:: PROVIDED RECORDS ::

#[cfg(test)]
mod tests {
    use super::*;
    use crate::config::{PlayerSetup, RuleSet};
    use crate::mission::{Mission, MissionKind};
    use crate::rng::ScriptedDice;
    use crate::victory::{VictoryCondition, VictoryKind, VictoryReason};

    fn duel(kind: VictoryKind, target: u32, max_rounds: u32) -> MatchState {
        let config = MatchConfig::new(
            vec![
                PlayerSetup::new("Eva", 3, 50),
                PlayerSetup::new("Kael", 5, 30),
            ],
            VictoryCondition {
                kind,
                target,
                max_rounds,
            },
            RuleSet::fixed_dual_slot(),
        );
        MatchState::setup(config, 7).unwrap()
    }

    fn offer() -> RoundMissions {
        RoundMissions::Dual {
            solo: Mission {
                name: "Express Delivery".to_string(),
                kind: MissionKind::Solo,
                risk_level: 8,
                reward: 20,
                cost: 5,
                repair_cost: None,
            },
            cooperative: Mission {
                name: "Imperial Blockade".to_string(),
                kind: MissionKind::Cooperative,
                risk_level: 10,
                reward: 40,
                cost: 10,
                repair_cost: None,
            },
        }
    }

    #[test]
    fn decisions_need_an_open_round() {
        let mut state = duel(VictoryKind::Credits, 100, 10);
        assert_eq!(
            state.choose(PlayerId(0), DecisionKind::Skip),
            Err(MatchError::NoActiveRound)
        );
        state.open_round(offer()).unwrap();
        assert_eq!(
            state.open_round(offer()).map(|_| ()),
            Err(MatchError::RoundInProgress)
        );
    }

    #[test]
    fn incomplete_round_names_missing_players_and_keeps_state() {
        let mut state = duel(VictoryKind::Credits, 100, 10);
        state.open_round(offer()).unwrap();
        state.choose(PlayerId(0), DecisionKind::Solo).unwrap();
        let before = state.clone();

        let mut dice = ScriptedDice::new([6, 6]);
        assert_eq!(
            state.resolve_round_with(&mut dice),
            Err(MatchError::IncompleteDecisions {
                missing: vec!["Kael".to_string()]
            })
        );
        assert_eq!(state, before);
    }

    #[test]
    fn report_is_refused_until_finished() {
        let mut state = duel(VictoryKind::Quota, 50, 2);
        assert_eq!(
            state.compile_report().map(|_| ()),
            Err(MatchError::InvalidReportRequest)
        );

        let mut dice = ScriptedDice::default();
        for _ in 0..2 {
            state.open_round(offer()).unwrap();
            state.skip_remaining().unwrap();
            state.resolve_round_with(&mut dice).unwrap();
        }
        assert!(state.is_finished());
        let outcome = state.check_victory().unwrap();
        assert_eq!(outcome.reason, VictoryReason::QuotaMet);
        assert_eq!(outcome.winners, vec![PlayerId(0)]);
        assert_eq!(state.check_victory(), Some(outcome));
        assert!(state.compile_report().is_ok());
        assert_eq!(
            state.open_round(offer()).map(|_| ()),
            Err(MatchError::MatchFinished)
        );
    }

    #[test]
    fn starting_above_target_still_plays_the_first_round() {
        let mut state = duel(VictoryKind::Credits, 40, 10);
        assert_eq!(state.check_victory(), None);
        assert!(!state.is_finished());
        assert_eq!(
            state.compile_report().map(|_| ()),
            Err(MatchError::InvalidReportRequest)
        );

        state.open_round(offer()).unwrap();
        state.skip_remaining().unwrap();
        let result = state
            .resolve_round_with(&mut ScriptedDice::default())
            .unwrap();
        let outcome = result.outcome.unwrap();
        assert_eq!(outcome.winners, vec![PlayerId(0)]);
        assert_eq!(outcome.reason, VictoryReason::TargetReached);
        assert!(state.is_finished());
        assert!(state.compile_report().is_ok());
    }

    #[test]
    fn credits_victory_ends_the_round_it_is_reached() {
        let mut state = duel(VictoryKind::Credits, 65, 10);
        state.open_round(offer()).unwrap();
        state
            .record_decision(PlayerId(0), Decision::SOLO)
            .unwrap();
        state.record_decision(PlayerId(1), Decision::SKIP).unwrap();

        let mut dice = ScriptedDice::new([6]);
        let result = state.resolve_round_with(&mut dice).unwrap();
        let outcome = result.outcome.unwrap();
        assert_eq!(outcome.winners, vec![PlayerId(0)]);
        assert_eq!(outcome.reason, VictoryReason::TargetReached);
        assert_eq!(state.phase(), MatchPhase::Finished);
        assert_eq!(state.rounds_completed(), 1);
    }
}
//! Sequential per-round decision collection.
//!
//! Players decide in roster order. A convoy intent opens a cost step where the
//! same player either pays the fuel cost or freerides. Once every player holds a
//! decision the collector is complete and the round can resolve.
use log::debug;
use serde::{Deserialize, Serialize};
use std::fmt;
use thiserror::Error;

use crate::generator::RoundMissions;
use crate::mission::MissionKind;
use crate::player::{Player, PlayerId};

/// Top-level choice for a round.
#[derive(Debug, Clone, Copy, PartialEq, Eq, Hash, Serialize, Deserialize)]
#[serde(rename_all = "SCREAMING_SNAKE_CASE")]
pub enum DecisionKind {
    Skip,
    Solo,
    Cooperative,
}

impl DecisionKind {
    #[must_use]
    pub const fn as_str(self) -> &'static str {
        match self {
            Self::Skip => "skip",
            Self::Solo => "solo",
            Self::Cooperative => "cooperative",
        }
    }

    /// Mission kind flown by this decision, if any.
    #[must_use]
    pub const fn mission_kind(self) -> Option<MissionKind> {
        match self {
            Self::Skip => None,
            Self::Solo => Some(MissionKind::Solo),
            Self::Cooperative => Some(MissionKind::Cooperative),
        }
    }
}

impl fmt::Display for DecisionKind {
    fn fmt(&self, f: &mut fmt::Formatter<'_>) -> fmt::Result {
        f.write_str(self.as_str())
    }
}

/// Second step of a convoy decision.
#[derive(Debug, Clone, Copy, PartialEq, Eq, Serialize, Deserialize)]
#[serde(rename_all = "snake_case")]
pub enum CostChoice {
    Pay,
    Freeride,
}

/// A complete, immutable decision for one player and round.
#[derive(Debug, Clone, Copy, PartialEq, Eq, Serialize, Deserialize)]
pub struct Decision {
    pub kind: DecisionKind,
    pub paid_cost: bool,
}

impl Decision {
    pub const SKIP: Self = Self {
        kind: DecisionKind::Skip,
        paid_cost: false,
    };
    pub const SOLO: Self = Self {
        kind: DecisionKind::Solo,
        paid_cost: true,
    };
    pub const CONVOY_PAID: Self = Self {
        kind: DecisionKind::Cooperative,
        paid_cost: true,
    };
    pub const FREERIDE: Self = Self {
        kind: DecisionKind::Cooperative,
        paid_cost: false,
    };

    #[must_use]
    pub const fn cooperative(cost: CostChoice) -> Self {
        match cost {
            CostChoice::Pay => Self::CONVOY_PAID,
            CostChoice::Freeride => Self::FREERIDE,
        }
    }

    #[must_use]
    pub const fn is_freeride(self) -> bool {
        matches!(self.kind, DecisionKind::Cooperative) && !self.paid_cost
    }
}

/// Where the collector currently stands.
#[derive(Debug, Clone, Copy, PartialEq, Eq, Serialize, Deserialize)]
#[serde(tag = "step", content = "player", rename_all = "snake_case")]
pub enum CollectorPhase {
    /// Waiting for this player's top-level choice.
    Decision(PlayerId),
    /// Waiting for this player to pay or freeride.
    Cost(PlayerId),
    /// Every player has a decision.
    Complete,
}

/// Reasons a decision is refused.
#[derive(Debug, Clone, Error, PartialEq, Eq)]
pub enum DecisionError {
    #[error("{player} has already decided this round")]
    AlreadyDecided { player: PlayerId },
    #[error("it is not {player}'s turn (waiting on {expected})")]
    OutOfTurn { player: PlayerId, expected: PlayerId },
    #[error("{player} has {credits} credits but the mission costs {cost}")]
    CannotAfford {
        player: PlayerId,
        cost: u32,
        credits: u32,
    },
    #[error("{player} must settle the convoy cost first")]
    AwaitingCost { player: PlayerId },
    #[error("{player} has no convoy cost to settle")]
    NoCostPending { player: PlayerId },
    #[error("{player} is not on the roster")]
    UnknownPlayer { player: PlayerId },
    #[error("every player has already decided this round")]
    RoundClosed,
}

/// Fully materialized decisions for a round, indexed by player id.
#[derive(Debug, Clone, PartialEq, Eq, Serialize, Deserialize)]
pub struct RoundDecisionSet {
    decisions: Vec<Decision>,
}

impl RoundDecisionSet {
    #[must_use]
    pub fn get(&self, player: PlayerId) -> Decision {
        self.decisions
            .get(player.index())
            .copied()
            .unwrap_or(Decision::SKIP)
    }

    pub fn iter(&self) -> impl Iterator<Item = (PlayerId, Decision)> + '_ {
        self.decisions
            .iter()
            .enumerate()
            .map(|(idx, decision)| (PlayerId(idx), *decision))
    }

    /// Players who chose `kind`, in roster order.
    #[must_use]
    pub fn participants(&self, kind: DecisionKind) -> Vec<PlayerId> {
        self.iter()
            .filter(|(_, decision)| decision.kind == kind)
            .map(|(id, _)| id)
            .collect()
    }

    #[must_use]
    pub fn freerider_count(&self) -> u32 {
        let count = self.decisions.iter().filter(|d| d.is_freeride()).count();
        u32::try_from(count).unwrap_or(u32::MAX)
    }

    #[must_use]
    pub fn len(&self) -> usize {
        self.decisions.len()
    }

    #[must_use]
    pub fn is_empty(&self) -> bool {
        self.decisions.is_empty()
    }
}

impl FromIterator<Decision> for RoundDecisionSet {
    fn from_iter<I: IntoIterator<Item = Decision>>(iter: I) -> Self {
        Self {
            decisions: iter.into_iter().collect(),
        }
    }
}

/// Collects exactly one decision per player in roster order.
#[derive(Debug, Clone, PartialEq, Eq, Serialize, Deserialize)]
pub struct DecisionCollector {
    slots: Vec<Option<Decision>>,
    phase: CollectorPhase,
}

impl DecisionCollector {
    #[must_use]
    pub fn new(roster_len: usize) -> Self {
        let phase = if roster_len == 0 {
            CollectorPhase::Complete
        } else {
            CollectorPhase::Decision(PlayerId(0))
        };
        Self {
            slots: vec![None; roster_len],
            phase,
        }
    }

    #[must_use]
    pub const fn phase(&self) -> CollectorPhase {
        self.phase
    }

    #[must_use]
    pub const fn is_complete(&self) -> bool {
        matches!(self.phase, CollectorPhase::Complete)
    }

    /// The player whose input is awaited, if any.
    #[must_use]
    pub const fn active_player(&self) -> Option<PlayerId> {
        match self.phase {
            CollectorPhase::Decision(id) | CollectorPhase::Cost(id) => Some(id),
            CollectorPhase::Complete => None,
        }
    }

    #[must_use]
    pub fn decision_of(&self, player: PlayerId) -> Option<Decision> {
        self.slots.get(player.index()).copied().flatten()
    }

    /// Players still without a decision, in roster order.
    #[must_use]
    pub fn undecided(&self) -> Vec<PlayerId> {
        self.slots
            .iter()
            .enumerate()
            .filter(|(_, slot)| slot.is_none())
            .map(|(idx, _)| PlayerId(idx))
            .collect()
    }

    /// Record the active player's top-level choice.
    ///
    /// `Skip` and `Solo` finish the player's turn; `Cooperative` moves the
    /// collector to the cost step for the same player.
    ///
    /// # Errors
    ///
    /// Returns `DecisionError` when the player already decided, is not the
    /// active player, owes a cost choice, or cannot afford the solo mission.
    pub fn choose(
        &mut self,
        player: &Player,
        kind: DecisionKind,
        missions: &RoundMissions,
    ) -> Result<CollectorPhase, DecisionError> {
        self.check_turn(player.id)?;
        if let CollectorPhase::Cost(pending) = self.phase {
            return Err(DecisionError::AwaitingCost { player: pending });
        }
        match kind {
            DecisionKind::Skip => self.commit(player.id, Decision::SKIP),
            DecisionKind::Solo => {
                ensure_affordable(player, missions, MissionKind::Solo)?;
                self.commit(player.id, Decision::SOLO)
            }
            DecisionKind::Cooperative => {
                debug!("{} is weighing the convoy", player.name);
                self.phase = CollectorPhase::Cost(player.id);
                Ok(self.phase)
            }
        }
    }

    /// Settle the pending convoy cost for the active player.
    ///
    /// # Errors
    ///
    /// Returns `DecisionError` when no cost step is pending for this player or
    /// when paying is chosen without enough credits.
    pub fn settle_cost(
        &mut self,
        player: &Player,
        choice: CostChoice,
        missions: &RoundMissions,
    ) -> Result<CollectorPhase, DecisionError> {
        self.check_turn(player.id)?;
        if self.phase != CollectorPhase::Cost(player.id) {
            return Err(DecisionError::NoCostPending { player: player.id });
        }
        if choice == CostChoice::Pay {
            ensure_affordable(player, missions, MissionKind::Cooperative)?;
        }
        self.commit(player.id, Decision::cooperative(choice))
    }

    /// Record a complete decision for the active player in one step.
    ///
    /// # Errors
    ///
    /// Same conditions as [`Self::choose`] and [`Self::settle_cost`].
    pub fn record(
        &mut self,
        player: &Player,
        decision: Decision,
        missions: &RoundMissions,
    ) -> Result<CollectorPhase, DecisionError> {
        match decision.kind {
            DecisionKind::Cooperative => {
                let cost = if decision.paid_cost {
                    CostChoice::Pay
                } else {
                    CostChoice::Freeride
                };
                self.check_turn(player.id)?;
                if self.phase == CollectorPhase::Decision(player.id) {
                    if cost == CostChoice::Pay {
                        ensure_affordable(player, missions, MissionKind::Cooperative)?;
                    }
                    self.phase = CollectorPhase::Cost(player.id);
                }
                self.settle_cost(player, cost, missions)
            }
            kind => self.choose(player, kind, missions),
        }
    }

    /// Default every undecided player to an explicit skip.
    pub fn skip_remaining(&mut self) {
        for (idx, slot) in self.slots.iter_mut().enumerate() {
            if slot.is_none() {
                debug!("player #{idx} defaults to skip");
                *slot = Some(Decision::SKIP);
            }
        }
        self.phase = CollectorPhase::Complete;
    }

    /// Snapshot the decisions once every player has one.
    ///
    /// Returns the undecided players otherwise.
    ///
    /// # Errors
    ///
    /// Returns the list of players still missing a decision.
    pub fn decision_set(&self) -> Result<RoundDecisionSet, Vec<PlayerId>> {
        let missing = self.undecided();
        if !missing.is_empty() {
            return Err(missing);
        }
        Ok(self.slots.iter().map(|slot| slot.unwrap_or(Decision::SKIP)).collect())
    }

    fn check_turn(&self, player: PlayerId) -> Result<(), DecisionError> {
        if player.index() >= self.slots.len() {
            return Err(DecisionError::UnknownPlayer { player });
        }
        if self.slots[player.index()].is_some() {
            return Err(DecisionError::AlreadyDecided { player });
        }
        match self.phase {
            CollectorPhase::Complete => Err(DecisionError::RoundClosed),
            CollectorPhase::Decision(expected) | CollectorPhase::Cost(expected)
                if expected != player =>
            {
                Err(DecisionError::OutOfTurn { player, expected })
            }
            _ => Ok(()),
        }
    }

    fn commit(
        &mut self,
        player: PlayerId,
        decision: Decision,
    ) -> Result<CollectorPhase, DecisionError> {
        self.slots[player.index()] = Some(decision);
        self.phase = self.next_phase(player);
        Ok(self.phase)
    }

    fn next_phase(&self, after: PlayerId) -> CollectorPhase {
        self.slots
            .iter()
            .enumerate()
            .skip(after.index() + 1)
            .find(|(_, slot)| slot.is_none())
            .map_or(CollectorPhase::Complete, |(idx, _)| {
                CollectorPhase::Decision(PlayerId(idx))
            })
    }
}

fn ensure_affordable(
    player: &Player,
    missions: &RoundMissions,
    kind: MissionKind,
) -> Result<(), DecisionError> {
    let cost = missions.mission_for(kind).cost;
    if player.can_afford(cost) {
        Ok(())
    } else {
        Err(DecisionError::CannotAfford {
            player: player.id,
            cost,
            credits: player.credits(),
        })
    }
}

:::
:: PROVIDED RECORDS ::

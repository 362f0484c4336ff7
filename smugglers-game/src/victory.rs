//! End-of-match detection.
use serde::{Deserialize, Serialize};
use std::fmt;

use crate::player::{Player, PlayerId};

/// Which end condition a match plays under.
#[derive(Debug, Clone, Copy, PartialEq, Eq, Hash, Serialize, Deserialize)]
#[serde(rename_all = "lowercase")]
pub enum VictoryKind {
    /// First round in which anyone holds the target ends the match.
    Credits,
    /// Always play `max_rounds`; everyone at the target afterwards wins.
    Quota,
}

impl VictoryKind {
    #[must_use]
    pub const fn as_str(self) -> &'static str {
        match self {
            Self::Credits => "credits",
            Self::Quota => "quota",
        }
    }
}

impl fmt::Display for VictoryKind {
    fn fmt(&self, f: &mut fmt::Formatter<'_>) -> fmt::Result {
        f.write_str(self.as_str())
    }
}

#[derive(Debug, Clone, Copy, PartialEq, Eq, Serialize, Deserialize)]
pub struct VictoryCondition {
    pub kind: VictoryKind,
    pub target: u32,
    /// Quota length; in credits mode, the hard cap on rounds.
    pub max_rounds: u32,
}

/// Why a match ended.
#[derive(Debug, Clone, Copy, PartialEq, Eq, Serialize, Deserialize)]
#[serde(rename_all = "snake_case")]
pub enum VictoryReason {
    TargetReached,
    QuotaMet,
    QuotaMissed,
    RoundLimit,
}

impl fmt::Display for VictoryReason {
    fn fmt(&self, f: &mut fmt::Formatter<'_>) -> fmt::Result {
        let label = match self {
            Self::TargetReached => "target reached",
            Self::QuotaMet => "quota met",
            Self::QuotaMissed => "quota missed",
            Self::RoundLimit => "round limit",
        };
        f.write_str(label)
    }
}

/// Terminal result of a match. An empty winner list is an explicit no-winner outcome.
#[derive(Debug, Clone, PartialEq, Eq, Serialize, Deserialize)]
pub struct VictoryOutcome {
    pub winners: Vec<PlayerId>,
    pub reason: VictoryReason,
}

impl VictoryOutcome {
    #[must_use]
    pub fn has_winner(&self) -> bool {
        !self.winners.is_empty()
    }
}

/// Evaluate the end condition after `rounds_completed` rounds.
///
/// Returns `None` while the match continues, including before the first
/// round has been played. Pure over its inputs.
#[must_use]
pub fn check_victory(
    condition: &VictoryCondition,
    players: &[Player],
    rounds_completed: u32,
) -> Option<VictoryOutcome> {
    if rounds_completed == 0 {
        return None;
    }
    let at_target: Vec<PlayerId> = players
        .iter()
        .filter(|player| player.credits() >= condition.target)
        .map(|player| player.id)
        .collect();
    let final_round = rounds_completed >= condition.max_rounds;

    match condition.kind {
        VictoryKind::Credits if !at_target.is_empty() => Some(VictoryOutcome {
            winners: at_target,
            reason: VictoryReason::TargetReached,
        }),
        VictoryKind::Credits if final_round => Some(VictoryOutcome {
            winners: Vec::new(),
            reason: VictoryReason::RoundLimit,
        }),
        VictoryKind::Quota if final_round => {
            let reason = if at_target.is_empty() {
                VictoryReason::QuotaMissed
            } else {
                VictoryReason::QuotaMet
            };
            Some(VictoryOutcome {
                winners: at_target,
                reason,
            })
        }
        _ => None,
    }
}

:::

■ **EXERCISE**: Proceeding from the line containing "PlayerId, expected: PlayerId" through the line containing "pub fn is_empty(&self)", transcribe the lines above exactly, both end lines included.

■ **REPLY**:
    OutOfTurn { player: PlayerId, expected: PlayerId },
    #[error("{player} has {credits} credits but the mission costs {cost}")]
    CannotAfford {
        player: PlayerId,
        cost: u32,
        credits: u32,
    },
    #[error("{player} must settle the convoy cost first")]
    AwaitingCost { player: PlayerId },
    #[error("{player} has no convoy cost to settle")]
    NoCostPending { player: PlayerId },
    #[error("{player} is not on the roster")]
    UnknownPlayer { player: PlayerId },
    #[error("every player has already decided this round")]
    RoundClosed,
}

/// Fully materialized decisions for a round, indexed by player id.
#[derive(Debug, Clone, PartialEq, Eq, Serialize, Deserialize)]
pub struct RoundDecisionSet {
    decisions: Vec<Decision>,
}

impl RoundDecisionSet {
    #[must_use]
    pub fn get(&self, player: PlayerId) -> Decision {
        self.decisions
            .get(player.index())
            .copied()
            .unwrap_or(Decision::SKIP)
    }

    pub fn iter(&self) -> impl Iterator<Item = (PlayerId, Decision)> + '_ {
        self.decisions
            .iter()
            .enumerate()
            .map(|(idx, decision)| (PlayerId(idx), *decision))
    }

    /// Players who chose `kind`, in roster order.
    #[must_use]
    pub fn participants(&self, kind: DecisionKind) -> Vec<PlayerId> {
        self.iter()
            .filter(|(_, decision)| decision.kind == kind)
            .map(|(id, _)| id)
            .collect()
    }

    #[must_use]
    pub fn freerider_count(&self) -> u32 {
        let count = self.decisions.iter().filter(|d| d.is_freeride()).count();
        u32::try_from(count).unwrap_or(u32::MAX)
    }

    #[must_use]
    pub fn len(&self) -> usize {
        self.decisions.len()
    }

    #[must_use]
    pub fn is_empty(&self) -> bool {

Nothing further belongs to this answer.